Supreme Court of North Carolina
Aug 1, 1858
50 N.C. 435 (N.C. 1858)

Opinion

August Term, 1858.

Where a part of the declarations of a party confess a prima facie cause of action, and another, matter in avoidance, it was Held not be error in the judge to instruct the jury that, they might reject the latter declarations, if they believed them untrue, and find a verdict for the plaintiff on the former part.

ACTION of ASSUMPSIT, tried before BAILEY, J., at the Special Term, July, 1858, of Buncombe Superior Court.

N.W. Woodfin and Merriman, for the plaintiffs.

Gaither and J. W. Woodfin, for the defendant.


The action was brought for goods sold by the plaintiffs, who are merchants in the city of Charleston. The evidence was that an account of the goods was presented to the defendant by the plaintiff's counsel, and he was asked whether it was necessary to take testimony in Charleston, to prove the persons composing the firm of Rankin, Pulliam Co., and that the goods were shipped to him. The defendant said in reply that "there was no necessity for making this proof; that he had ordered the goods, and the account was correct, and that the goods had been shipped to him in the usual way, but that the plaintiff had contracted to deliver the goods at Athens, Georgia, and they had not been delivered there, and that he could prove this by David Rankin, a clerk in the store of the plaintiffs." This conversation occurred about three years before the trial, and it was proved that David Rankin had, since then, been in the county of Buncombe long enough for his deposition to have been taken, and that nearly the whole time since then, he had lived in the city of New York.

The Court charged the jury, that as the plaintiffs relied on the admissions of the defendant, they were bound to take into consideration all that he said to the plaintiffs' counsel, as well that which was in his favor, as that which was against him, and that if the contract was as he alleged, — that the goods, were to be delivered at Athens, Georgia, the plaintiff, could not recover; because there was no evidence that they were delivered at that place. The Court further instructed the jury, that although they might hear all the defendant said, and consider all, they were not bound to believe all; and they might take into consideration the fact that the defendant had not taken the deposition of the clerk, if he had it in his power to do so. The defendant's counsel excepted.

There was a verdict for the plaintiffs and a judgment, from which the defendant appealed.
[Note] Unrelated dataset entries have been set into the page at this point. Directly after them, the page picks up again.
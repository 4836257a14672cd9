mod common;

use std::fs;

use rusqlite::Connection;

use wc26_predictor::artifacts::{ArtifactError, ArtifactPaths, load_pair, save_pair};
use wc26_predictor::dataset::{self, TrainingRunRecord, read_results_csv};
use wc26_predictor::forest::{Classifier, ForestConfig};
use wc26_predictor::preprocess::preprocess;
use wc26_predictor::training::train;

fn small_forest() -> ForestConfig {
    ForestConfig {
        n_estimators: 10,
        ..ForestConfig::default()
    }
}

#[test]
fn trained_pair_survives_persistence() {
    let records = read_results_csv(&common::fixture("results_sample.csv")).expect("fixture");
    let prepared = preprocess(&records).expect("preprocess");
    let outcome = train(&prepared.examples, small_forest()).expect("train");
    assert_eq!(outcome.eval_rows, 7);
    assert_eq!(outcome.train_rows, 28);

    let dir = tempfile::tempdir().expect("tempdir");
    let paths = ArtifactPaths::in_dir(dir.path());
    save_pair(&paths, &prepared.encoder, &outcome.model).expect("save");
    let pair = load_pair(&paths).expect("load");

    for (team, code) in prepared.encoder.codes() {
        assert_eq!(pair.encoder.encode(team), Ok(*code), "code drifted for {team}");
    }
    for example in &prepared.examples {
        let features = example.features();
        assert_eq!(
            pair.model.predict_probability(&features),
            outcome.model.predict_probability(&features)
        );
    }
}

#[test]
fn artifact_files_carry_the_binding_metadata() {
    let records = read_results_csv(&common::fixture("results_sample.csv")).expect("fixture");
    let prepared = preprocess(&records).expect("preprocess");
    let outcome = train(&prepared.examples, small_forest()).expect("train");

    let dir = tempfile::tempdir().expect("tempdir");
    let paths = ArtifactPaths::in_dir(dir.path());
    let fingerprint = save_pair(&paths, &prepared.encoder, &outcome.model).expect("save");

    let model: serde_json::Value =
        serde_json::from_str(&fs::read_to_string(&paths.model).expect("read")).expect("json");
    assert_eq!(model["encoder_fingerprint"], fingerprint.as_str());
    assert_eq!(
        model["feature_names"],
        serde_json::json!(["home_team_code", "away_team_code", "neutral"])
    );
    assert_eq!(model["classes"], serde_json::json!([0, 1, 2]));

    let mapping: serde_json::Value =
        serde_json::from_str(&fs::read_to_string(&paths.encoder).expect("read")).expect("json");
    assert_eq!(mapping["fingerprint"], fingerprint.as_str());
    assert_eq!(mapping["codes"]["Argentina"], 0);
}

#[test]
fn model_paired_with_foreign_encoder_refuses_to_load() {
    let records = read_results_csv(&common::fixture("results_sample.csv")).expect("fixture");
    let prepared = preprocess(&records).expect("preprocess");
    let outcome = train(&prepared.examples, small_forest()).expect("train");

    let dir = tempfile::tempdir().expect("tempdir");
    let paths = ArtifactPaths::in_dir(dir.path());
    save_pair(&paths, &prepared.encoder, &outcome.model).expect("save");

    let world_cup = common::world_cup_encoder();
    let other_dir = tempfile::tempdir().expect("tempdir");
    let other = ArtifactPaths::in_dir(other_dir.path());
    save_pair(&other, &world_cup, &outcome.model).expect("save");
    fs::copy(&other.encoder, &paths.encoder).expect("swap encoder");

    match load_pair(&paths) {
        Err(ArtifactError::EncoderMismatch {
            model_expects,
            encoder_has,
        }) => {
            assert_eq!(model_expects, prepared.encoder.fingerprint());
            assert_eq!(encoder_has, world_cup.fingerprint());
        }
        other => panic!("expected encoder mismatch, got {other:?}"),
    }
}

#[test]
fn training_runs_are_logged() {
    let conn = Connection::open_in_memory().expect("in-memory db");
    dataset::init_schema(&conn).expect("schema");

    let id = dataset::record_training_run(
        &conn,
        &TrainingRunRecord {
            started_at: "2026-06-01T00:00:00+00:00".to_string(),
            source: "tests/fixtures/results_sample.csv".to_string(),
            raw_rows: 42,
            modern_rows: 35,
            train_rows: 28,
            eval_rows: 7,
            accuracy: 0.57,
            encoder_fingerprint: "abc".to_string(),
            artifact_dir: "data".to_string(),
        },
    )
    .expect("record run");
    assert!(id > 0);

    let (rows, accuracy): (i64, f64) = conn
        .query_row(
            "SELECT train_rows, accuracy FROM training_runs WHERE run_id = ?1",
            [id],
            |row| Ok((row.get(0)?, row.get(1)?)),
        )
        .expect("query run");
    assert_eq!(rows, 28);
    assert!((accuracy - 0.57).abs() < 1e-12);
}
We think the question, in respect to the admission of the defendant, was left to the jury in a very clear and satisfactory manner, and the defendant had no reason to complain of it. If the allegation, "that the plaintiffs had contracted to deliver the goods at Athens," had been so connected with the other admissions, that it could not be stricken out and treated as surplusage, and still leave enough to establish the fact of the sale and delivery of the goods, the exception on the part of the defendant, would be well taken. But such is not the fact. According to the statement of the case, the defendant admits that "he had ordered the goods — the account was correct, and the goods had been shipped to him in the usual way" — thus confessing a prima facie cause of action, and then he adds, by way of avoidance, "but the plaintiffs had contracted to deliver the goods at Athens"; and he treats it as a matter alleged in avoidance, by averring his ability to prove it by David Rankin. So, if this part of the admission be rejected as surplusage, because not believed to be true, enough will be left to support the action.

If the admission had been in this wise, "I ordered the goods, the account of them is correct, but they were ordered to be delivered to me at Athens", the exception would have been well taken; for strike out the admission as to the place of delivery, and there is not enough left to prove the facts necessary to give the plaintiffs a cause of action. But this point, although earnestly made in the argument is not presented by the case as stated in the record. There is no error.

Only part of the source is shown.